§ **TASK GOAL**:
Among the lines of the records, please find those that contain the word "RunConfig" and copy them.

(Records from a dataset)
--------------------------------
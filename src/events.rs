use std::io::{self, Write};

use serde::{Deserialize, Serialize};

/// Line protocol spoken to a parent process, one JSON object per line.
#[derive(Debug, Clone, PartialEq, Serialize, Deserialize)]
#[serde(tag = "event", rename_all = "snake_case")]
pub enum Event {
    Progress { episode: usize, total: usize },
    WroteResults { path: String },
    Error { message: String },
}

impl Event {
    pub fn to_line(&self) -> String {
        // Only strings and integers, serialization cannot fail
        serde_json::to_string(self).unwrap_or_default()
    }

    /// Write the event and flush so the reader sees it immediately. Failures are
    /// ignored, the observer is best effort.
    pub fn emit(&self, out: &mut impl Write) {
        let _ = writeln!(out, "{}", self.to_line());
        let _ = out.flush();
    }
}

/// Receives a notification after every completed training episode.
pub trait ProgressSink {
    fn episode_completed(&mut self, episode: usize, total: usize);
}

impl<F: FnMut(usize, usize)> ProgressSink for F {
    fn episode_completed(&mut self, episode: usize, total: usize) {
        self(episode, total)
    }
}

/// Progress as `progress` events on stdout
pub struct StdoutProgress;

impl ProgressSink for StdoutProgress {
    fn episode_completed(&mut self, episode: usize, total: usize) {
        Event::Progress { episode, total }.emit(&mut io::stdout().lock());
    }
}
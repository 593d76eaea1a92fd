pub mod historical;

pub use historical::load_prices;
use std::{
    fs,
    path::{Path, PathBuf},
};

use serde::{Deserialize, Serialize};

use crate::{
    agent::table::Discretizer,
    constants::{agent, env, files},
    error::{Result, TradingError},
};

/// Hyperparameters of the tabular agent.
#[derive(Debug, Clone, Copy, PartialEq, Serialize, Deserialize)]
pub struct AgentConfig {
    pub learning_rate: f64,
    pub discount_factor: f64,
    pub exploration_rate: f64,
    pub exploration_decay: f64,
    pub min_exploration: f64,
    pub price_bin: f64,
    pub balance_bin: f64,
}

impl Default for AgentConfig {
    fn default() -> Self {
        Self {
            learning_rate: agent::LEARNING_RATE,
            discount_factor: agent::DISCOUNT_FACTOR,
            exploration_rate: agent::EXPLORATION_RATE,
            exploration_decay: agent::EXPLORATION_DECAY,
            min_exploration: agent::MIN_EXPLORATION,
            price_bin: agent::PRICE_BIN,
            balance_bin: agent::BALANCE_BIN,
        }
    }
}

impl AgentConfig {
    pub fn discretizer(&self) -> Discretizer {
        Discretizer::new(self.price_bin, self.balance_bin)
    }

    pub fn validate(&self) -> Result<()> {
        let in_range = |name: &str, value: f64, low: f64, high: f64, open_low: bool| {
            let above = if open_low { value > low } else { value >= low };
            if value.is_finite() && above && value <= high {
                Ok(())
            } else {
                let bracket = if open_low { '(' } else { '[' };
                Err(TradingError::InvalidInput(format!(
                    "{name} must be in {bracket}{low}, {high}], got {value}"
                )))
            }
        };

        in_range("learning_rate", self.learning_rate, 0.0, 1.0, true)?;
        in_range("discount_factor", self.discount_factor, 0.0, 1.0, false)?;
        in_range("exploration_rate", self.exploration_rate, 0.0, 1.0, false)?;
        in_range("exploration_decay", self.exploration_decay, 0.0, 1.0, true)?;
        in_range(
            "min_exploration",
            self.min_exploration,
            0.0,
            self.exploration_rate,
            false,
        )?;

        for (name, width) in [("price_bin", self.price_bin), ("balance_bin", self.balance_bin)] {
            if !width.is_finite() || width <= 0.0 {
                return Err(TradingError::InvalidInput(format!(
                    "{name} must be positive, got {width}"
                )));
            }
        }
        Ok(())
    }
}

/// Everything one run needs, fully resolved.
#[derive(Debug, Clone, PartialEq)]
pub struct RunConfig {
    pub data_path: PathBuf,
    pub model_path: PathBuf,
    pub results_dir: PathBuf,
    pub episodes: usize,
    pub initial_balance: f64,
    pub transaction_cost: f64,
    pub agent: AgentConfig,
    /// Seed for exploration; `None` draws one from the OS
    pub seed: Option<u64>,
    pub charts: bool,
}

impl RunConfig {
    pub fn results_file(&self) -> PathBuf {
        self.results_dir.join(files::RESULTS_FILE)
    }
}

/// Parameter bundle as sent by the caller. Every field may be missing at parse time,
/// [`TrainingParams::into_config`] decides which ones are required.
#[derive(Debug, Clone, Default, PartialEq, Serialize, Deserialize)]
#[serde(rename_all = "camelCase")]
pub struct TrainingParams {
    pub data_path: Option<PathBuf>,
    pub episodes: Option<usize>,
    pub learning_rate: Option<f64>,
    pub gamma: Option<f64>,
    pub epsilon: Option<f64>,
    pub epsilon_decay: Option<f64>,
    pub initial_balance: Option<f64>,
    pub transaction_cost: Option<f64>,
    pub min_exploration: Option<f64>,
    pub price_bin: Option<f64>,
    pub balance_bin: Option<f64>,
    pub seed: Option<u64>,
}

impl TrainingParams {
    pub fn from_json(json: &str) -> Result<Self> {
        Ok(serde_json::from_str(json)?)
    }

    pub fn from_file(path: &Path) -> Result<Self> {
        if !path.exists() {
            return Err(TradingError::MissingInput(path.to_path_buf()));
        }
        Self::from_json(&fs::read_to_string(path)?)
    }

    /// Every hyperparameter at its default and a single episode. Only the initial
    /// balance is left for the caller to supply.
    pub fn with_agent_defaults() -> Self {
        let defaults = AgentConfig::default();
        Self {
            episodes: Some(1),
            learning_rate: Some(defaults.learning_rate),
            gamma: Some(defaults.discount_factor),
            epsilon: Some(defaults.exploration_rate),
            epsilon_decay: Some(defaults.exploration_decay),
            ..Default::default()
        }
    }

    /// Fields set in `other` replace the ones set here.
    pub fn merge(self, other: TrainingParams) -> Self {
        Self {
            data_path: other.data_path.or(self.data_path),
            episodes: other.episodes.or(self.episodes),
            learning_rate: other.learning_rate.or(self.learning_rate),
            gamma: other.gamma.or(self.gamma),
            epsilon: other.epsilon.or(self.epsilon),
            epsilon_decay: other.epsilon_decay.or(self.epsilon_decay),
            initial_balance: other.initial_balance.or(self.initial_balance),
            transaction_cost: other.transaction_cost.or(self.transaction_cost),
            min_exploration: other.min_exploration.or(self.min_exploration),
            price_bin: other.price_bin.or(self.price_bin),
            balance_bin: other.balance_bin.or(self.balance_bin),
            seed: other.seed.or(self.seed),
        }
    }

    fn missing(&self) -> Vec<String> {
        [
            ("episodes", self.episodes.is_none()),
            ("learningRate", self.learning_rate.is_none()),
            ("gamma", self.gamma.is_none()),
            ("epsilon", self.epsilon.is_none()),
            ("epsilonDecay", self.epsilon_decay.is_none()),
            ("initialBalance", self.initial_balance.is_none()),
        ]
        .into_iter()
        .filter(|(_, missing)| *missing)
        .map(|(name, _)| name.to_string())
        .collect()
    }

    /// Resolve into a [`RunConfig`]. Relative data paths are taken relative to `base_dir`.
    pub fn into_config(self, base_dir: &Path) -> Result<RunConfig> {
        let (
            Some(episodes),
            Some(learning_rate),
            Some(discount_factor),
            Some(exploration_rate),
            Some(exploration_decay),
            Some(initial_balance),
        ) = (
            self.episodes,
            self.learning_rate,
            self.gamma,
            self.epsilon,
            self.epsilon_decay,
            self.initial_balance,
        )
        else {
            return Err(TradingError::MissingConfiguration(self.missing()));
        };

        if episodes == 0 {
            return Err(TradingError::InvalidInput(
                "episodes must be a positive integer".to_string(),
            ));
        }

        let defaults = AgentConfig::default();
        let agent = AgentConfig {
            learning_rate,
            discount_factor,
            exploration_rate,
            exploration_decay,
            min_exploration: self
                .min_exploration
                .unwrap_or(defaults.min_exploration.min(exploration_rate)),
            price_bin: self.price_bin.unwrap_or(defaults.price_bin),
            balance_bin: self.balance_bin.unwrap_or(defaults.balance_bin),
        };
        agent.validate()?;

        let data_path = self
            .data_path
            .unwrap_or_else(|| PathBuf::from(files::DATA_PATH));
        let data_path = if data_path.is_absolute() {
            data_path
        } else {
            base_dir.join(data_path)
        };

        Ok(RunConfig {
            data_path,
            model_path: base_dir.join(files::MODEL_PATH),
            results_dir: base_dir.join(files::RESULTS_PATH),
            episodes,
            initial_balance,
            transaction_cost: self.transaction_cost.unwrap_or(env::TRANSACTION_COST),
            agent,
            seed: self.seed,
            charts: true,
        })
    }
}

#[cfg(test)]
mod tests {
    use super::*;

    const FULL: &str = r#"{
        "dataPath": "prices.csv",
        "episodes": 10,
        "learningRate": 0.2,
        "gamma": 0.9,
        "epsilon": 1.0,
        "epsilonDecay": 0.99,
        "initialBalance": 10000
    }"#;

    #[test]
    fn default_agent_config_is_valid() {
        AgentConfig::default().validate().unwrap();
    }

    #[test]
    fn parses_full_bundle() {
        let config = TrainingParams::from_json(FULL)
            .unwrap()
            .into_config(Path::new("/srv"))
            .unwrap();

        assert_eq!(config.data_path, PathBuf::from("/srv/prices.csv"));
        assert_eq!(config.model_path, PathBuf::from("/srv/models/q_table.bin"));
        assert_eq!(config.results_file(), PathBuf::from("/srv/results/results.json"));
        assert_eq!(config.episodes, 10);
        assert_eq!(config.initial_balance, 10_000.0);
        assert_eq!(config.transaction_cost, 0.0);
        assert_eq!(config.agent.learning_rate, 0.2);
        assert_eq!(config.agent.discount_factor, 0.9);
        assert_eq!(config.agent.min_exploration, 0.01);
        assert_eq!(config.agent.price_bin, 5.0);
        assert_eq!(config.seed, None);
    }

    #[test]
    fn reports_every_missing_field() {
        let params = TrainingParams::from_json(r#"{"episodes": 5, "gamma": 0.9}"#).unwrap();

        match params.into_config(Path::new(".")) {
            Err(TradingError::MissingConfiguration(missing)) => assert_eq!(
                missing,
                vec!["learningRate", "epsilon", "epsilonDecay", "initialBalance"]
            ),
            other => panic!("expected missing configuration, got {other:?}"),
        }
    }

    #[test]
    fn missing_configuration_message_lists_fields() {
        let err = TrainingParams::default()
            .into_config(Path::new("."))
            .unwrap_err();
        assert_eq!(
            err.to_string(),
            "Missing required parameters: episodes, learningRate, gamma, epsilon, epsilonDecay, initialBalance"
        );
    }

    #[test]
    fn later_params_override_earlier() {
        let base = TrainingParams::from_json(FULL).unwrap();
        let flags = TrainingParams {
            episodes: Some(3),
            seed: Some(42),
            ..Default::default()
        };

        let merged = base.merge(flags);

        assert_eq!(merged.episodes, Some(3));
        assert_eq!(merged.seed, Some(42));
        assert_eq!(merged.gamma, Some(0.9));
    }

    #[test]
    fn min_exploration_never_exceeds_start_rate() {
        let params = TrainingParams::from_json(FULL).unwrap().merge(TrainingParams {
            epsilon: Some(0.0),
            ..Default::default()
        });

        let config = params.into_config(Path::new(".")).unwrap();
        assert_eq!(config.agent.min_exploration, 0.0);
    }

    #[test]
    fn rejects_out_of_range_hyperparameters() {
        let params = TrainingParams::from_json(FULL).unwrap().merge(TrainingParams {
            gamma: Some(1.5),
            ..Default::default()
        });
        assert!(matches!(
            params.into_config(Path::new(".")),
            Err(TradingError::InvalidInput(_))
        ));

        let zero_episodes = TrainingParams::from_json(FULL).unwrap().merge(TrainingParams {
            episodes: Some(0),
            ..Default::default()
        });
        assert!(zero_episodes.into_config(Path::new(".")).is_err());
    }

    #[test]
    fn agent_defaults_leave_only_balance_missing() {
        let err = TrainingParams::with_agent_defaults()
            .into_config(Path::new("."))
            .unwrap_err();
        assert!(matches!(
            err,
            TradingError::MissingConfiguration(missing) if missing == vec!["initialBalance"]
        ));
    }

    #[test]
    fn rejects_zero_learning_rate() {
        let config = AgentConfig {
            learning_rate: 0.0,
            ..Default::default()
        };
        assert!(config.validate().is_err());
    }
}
--------------------------------
§ **ANSWER**:
pub struct RunConfig {
impl RunConfig {
    /// Resolve into a [`RunConfig`]. Relative data paths are taken relative to `base_dir`.
    pub fn into_config(self, base_dir: &Path) -> Result<RunConfig> {
        Ok(RunConfig {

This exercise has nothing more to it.